» PROBLEM STATEMENT
Print the first line of the records below and every line after it, up to and including the line with "this process by.". Print nothing else.

[Saved data entries]
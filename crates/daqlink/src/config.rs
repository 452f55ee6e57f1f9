// SPDX-License-Identifier: Apache-2.0 OR MIT
// Copyright (c) 2025-2026 naskel.com

//! Link configuration.
//!
//! Supports both programmatic and file-based (TOML) configuration. Every
//! field has a default, so an empty file is a valid configuration.

use crate::outbound::{BufferConfig, DispatcherConfig};
use serde::{Deserialize, Serialize};
use std::path::Path;
use std::time::Duration;
use thiserror::Error;

/// Configuration errors.
#[derive(Debug, Error)]
pub enum ConfigError {
    #[error("I/O error: {0}")]
    Io(#[from] std::io::Error),

    #[error("TOML parse error: {0}")]
    Toml(#[from] toml::de::Error),

    #[error("Invalid configuration: {0}")]
    Invalid(String),
}

/// Top-level configuration.
#[derive(Debug, Clone, Default, PartialEq, Serialize, Deserialize)]
pub struct LinkConfig {
    #[serde(default)]
    pub process: ProcessSection,

    #[serde(default)]
    pub transport: TransportSection,

    #[serde(default)]
    pub outbound: OutboundSection,

    #[serde(default)]
    pub inbound: InboundSection,
}

/// Identity of this DAQ process.
#[derive(Debug, Clone, PartialEq, Serialize, Deserialize)]
pub struct ProcessSection {
    /// Name the server knows this process by.
    #[serde(default = "default_process_name")]
    pub name: String,

    /// Tag id of the process alive tag.
    #[serde(default)]
    pub alive_tag_id: i64,

    #[serde(default = "default_alive_interval_ms")]
    pub alive_interval_ms: u64,
}

/// Broker destinations and request timeouts.
#[derive(Debug, Clone, PartialEq, Serialize, Deserialize)]
pub struct TransportSection {
    #[serde(default = "default_request_destination")]
    pub request_destination: String,

    #[serde(default = "default_update_destination")]
    pub update_destination: String,

    /// Timeout of configuration requests.
    #[serde(default = "default_request_timeout_ms")]
    pub request_timeout_ms: u64,

    /// Timeout of the connect handshake.
    #[serde(default = "default_connect_timeout_ms")]
    pub connect_timeout_ms: u64,
}

/// Outbound buffering and batching.
#[derive(Debug, Clone, PartialEq, Serialize, Deserialize)]
pub struct OutboundSection {
    #[serde(default = "default_max_batch_size")]
    pub max_batch_size: usize,

    /// Largest encoded message; bigger batches are split.
    #[serde(default = "default_max_message_bytes")]
    pub max_message_bytes: usize,

    #[serde(default)]
    pub best_effort: BufferSection,

    #[serde(default)]
    pub guaranteed: BufferSection,
}

/// One batching buffer.
#[derive(Debug, Clone, PartialEq, Serialize, Deserialize)]
pub struct BufferSection {
    #[serde(default = "default_min_size")]
    pub min_size: usize,

    #[serde(default = "default_max_delay_ms")]
    pub max_delay_ms: u64,

    #[serde(default = "default_max_window")]
    pub max_window: usize,
}

/// Inbound delivery queues.
#[derive(Debug, Clone, PartialEq, Serialize, Deserialize)]
pub struct InboundSection {
    #[serde(default = "default_queue_capacity")]
    pub queue_capacity: usize,

    #[serde(default = "default_poll_interval_ms")]
    pub poll_interval_ms: u64,

    #[serde(default = "default_slow_consumer_warning_ms")]
    pub slow_consumer_warning_ms: u64,
}

fn default_process_name() -> String {
    "P_DAQLINK".to_string()
}

fn default_alive_interval_ms() -> u64 {
    60_000
}

fn default_request_destination() -> String {
    "daq.process.request".to_string()
}

fn default_update_destination() -> String {
    "daq.process.update".to_string()
}

fn default_request_timeout_ms() -> u64 {
    12_000
}

fn default_connect_timeout_ms() -> u64 {
    5_000
}

fn default_max_batch_size() -> usize {
    100
}

fn default_max_message_bytes() -> usize {
    1_048_576
}

fn default_min_size() -> usize {
    200
}

fn default_max_delay_ms() -> u64 {
    1_000
}

fn default_max_window() -> usize {
    10_000
}

fn default_queue_capacity() -> usize {
    10_000
}

fn default_poll_interval_ms() -> u64 {
    2_000
}

fn default_slow_consumer_warning_ms() -> u64 {
    30_000
}

impl Default for ProcessSection {
    fn default() -> Self {
        Self {
            name: default_process_name(),
            alive_tag_id: 0,
            alive_interval_ms: default_alive_interval_ms(),
        }
    }
}

impl Default for TransportSection {
    fn default() -> Self {
        Self {
            request_destination: default_request_destination(),
            update_destination: default_update_destination(),
            request_timeout_ms: default_request_timeout_ms(),
            connect_timeout_ms: default_connect_timeout_ms(),
        }
    }
}

impl Default for OutboundSection {
    fn default() -> Self {
        Self {
            max_batch_size: default_max_batch_size(),
            max_message_bytes: default_max_message_bytes(),
            best_effort: BufferSection::default(),
            guaranteed: BufferSection::default(),
        }
    }
}

impl Default for BufferSection {
    fn default() -> Self {
        Self {
            min_size: default_min_size(),
            max_delay_ms: default_max_delay_ms(),
            max_window: default_max_window(),
        }
    }
}

impl Default for InboundSection {
    fn default() -> Self {
        Self {
            queue_capacity: default_queue_capacity(),
            poll_interval_ms: default_poll_interval_ms(),
            slow_consumer_warning_ms: default_slow_consumer_warning_ms(),
        }
    }
}

impl BufferSection {
    pub fn to_buffer_config(&self) -> BufferConfig {
        BufferConfig {
            min_size: self.min_size,
            max_delay: Duration::from_millis(self.max_delay_ms),
            max_window: self.max_window,
        }
    }

    fn validate(&self, which: &str) -> Result<(), ConfigError> {
        if self.min_size == 0 || self.max_window == 0 || self.max_delay_ms == 0 {
            return Err(ConfigError::Invalid(format!(
                "outbound.{}: min_size, max_delay_ms and max_window must be non-zero",
                which
            )));
        }
        if self.min_size > self.max_window {
            return Err(ConfigError::Invalid(format!(
                "outbound.{}: min_size ({}) exceeds max_window ({})",
                which, self.min_size, self.max_window
            )));
        }
        Ok(())
    }
}

impl LinkConfig {
    /// Load configuration from a TOML file.
    pub fn from_file<P: AsRef<Path>>(path: P) -> Result<Self, ConfigError> {
        let content = std::fs::read_to_string(path)?;
        let config: Self = toml::from_str(&content)?;
        config.validate()?;
        Ok(config)
    }

    /// Defaults with the given process name.
    pub fn for_process(name: impl Into<String>) -> Self {
        let mut config = Self::default();
        config.process.name = name.into();
        config
    }

    /// Validate the configuration.
    pub fn validate(&self) -> Result<(), ConfigError> {
        if self.process.name.trim().is_empty() {
            return Err(ConfigError::Invalid("process.name is empty".into()));
        }
        if self.process.alive_interval_ms == 0 {
            return Err(ConfigError::Invalid("process.alive_interval_ms must be non-zero".into()));
        }

        let transport = &self.transport;
        if transport.request_destination.is_empty() || transport.update_destination.is_empty() {
            return Err(ConfigError::Invalid("transport destinations must not be empty".into()));
        }
        if transport.request_timeout_ms == 0 || transport.connect_timeout_ms == 0 {
            return Err(ConfigError::Invalid("transport timeouts must be non-zero".into()));
        }
        if transport.connect_timeout_ms > transport.request_timeout_ms {
            return Err(ConfigError::Invalid(format!(
                "transport.connect_timeout_ms ({}) exceeds request_timeout_ms ({})",
                transport.connect_timeout_ms, transport.request_timeout_ms
            )));
        }

        if self.outbound.max_batch_size == 0 || self.outbound.max_message_bytes == 0 {
            return Err(ConfigError::Invalid(
                "outbound.max_batch_size and max_message_bytes must be non-zero".into(),
            ));
        }
        self.outbound.best_effort.validate("best_effort")?;
        self.outbound.guaranteed.validate("guaranteed")?;

        let inbound = &self.inbound;
        if inbound.queue_capacity == 0
            || inbound.poll_interval_ms == 0
            || inbound.slow_consumer_warning_ms == 0
        {
            return Err(ConfigError::Invalid("inbound values must be non-zero".into()));
        }

        Ok(())
    }

    pub fn alive_interval(&self) -> Duration {
        Duration::from_millis(self.process.alive_interval_ms)
    }

    pub fn request_timeout(&self) -> Duration {
        Duration::from_millis(self.transport.request_timeout_ms)
    }

    pub fn connect_timeout(&self) -> Duration {
        Duration::from_millis(self.transport.connect_timeout_ms)
    }

    pub fn poll_interval(&self) -> Duration {
        Duration::from_millis(self.inbound.poll_interval_ms)
    }

    pub fn slow_consumer_warning(&self) -> Duration {
        Duration::from_millis(self.inbound.slow_consumer_warning_ms)
    }

    /// Dispatcher settings derived from `[process]` and `[outbound]`.
    pub fn dispatcher_config(&self) -> DispatcherConfig {
        DispatcherConfig {
            max_batch_size: self.outbound.max_batch_size,
            best_effort: self.outbound.best_effort.to_buffer_config(),
            guaranteed: self.outbound.guaranteed.to_buffer_config(),
            alive_tag_id: self.process.alive_tag_id,
            alive_interval: self.alive_interval(),
        }
    }
}

/// Commented default configuration written by `daqlink gen-config`.
pub const EXAMPLE_CONFIG: &str = r#"# daqlink configuration

[process]
name = "P_DAQLINK"
alive_tag_id = 0
alive_interval_ms = 60000

[transport]
request_destination = "daq.process.request"
update_destination = "daq.process.update"
# Configuration request timeout
request_timeout_ms = 12000
# Connect handshake timeout (must not exceed request_timeout_ms)
connect_timeout_ms = 5000

[outbound]
max_batch_size = 100
max_message_bytes = 1048576

[outbound.best_effort]
min_size = 200
max_delay_ms = 1000
max_window = 10000

[outbound.guaranteed]
min_size = 200
max_delay_ms = 1000
max_window = 10000

[inbound]
queue_capacity = 10000
poll_interval_ms = 2000
slow_consumer_warning_ms = 30000
"#;
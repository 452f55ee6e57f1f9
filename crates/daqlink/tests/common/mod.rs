// SPDX-License-Identifier: Apache-2.0 OR MIT
// Copyright (c) 2025-2026 naskel.com

//! Shared helpers for integration tests.

#![allow(dead_code)]

use daqlink::update::TagId;
use daqlink::{
    BufferConfig, DispatcherConfig, OutboundDispatcher, ProcessIdentity, SharedIdentity,
    TransportError, UpdateBatch, UpdateSender,
};
use parking_lot::Mutex;
use std::sync::Arc;
use std::time::{Duration, Instant};

/// Sender that keeps every unit it is given, with its arrival time.
pub struct RecordingSender {
    name: String,
    pub units: Mutex<Vec<(Instant, UpdateBatch)>>,
}

impl RecordingSender {
    pub fn new(name: &str) -> Arc<Self> {
        Arc::new(Self {
            name: name.into(),
            units: Mutex::new(Vec::new()),
        })
    }

    pub fn unit_count(&self) -> usize {
        self.units.lock().len()
    }

    pub fn tag_ids(&self) -> Vec<TagId> {
        self.units
            .lock()
            .iter()
            .flat_map(|(_, unit)| unit.values.iter().map(|v| v.id()))
            .collect()
    }
}

impl UpdateSender for RecordingSender {
    fn name(&self) -> &str {
        &self.name
    }

    fn connect(&self) -> Result<(), TransportError> {
        Ok(())
    }

    fn send(&self, batch: &UpdateBatch) -> Result<(), TransportError> {
        self.units.lock().push((Instant::now(), batch.clone()));
        Ok(())
    }

    fn shutdown(&self) {}
}

/// Sender that fails every call, one way or another.
pub struct BrokenSender {
    pub panic: bool,
}

impl UpdateSender for BrokenSender {
    fn name(&self) -> &str {
        "broken"
    }

    fn connect(&self) -> Result<(), TransportError> {
        Err(TransportError::NotConnected)
    }

    fn send(&self, _batch: &UpdateBatch) -> Result<(), TransportError> {
        if self.panic {
            panic!("sender bug");
        }
        Err(TransportError::Send("connection reset".into()))
    }

    fn shutdown(&self) {}

    fn is_critical(&self) -> bool {
        false
    }
}

/// Connected dispatcher with both buffers set to `min_size`/`max_delay`.
pub fn dispatcher(min_size: usize, max_delay: Duration) -> OutboundDispatcher {
    let buffer = BufferConfig {
        min_size,
        max_delay,
        max_window: 10_000,
    };
    let identity = SharedIdentity::new(ProcessIdentity::unconnected("P_TEST"));
    identity.assign(12, 3456);
    let dispatcher = OutboundDispatcher::new(
        DispatcherConfig {
            max_batch_size: 100,
            best_effort: buffer,
            guaranteed: buffer,
            alive_tag_id: 1,
            alive_interval: Duration::from_secs(10),
        },
        identity,
    )
    .unwrap();
    dispatcher.enable();
    dispatcher
}

/// Poll `cond` for up to five seconds.
pub fn wait_for(mut cond: impl FnMut() -> bool) -> bool {
    let deadline = Instant::now() + Duration::from_secs(5);
    while Instant::now() < deadline {
        if cond() {
            return true;
        }
        std::thread::sleep(Duration::from_millis(5));
    }
    cond()
}
// SPDX-License-Identifier: Apache-2.0 OR MIT
// Copyright (c) 2025-2026 naskel.com

//! Process identity shared by every outbound path.
//!
//! The identity is written once per connection cycle (by the connect
//! handshake) and read on every flush, alive tick and lifecycle request.
//! [`SharedIdentity`] stores it behind an `ArcSwap` so readers never block the
//! writer and always observe a complete snapshot.

use arc_swap::ArcSwap;
use serde::{Deserialize, Serialize};
use std::sync::Arc;

/// Who this DAQ process is, as far as the server knows.
#[derive(Debug, Clone, PartialEq, Eq, Serialize, Deserialize)]
pub struct ProcessIdentity {
    pub process_name: String,
    /// Assigned by the server on connection.
    pub process_id: Option<i64>,
    /// Process identification key (PIK) assigned by the server on connection.
    pub identification_token: Option<i64>,
}

impl ProcessIdentity {
    /// Identity before any handshake.
    pub fn unconnected(process_name: impl Into<String>) -> Self {
        Self {
            process_name: process_name.into(),
            process_id: None,
            identification_token: None,
        }
    }

    pub fn is_connected(&self) -> bool {
        self.identification_token.is_some()
    }
}

/// Copy-on-write handle to the current [`ProcessIdentity`].
///
/// Cloning the handle shares the same underlying identity.
#[derive(Debug, Clone)]
pub struct SharedIdentity {
    inner: Arc<ArcSwap<ProcessIdentity>>,
}

impl SharedIdentity {
    pub fn new(identity: ProcessIdentity) -> Self {
        Self {
            inner: Arc::new(ArcSwap::from_pointee(identity)),
        }
    }

    /// Current snapshot.
    pub fn load(&self) -> Arc<ProcessIdentity> {
        self.inner.load_full()
    }

    /// Store the id and token returned by a successful connect handshake.
    pub fn assign(&self, process_id: i64, identification_token: i64) {
        self.inner.rcu(|current| ProcessIdentity {
            process_name: current.process_name.clone(),
            process_id: Some(process_id),
            identification_token: Some(identification_token),
        });
    }

    /// Forget the server-assigned id and token (before reconnecting).
    pub fn clear(&self) {
        self.inner
            .rcu(|current| ProcessIdentity::unconnected(current.process_name.clone()));
    }
}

» RESPONSE TO THE EXERCISE
filename crates/daqlink/src/config.rs
repository 452f55ee6e57f1f9
// SPDX-License-Identifier: Apache-2.0 OR MIT
// Copyright (c) 2025-2026 naskel.com

//! Link configuration.
//!
//! Supports both programmatic and file-based (TOML) configuration. Every
//! field has a default, so an empty file is a valid configuration.

use crate::outbound::{BufferConfig, DispatcherConfig};
use serde::{Deserialize, Serialize};
use std::path::Path;
use std::time::Duration;
use thiserror::Error;

/// Configuration errors.
#[derive(Debug, Error)]
pub enum ConfigError {
    #[error("I/O error: {0}")]
    Io(#[from] std::io::Error),

    #[error("TOML parse error: {0}")]
    Toml(#[from] toml::de::Error),

    #[error("Invalid configuration: {0}")]
    Invalid(String),
}

/// Top-level configuration.
#[derive(Debug, Clone, Default, PartialEq, Serialize, Deserialize)]
pub struct LinkConfig {
    #[serde(default)]
    pub process: ProcessSection,

    #[serde(default)]
    pub transport: TransportSection,

    #[serde(default)]
    pub outbound: OutboundSection,

    #[serde(default)]
    pub inbound: InboundSection,
}

/// Identity of this DAQ process.
#[derive(Debug, Clone, PartialEq, Serialize, Deserialize)]
pub struct ProcessSection {
    /// Name the server knows this process by.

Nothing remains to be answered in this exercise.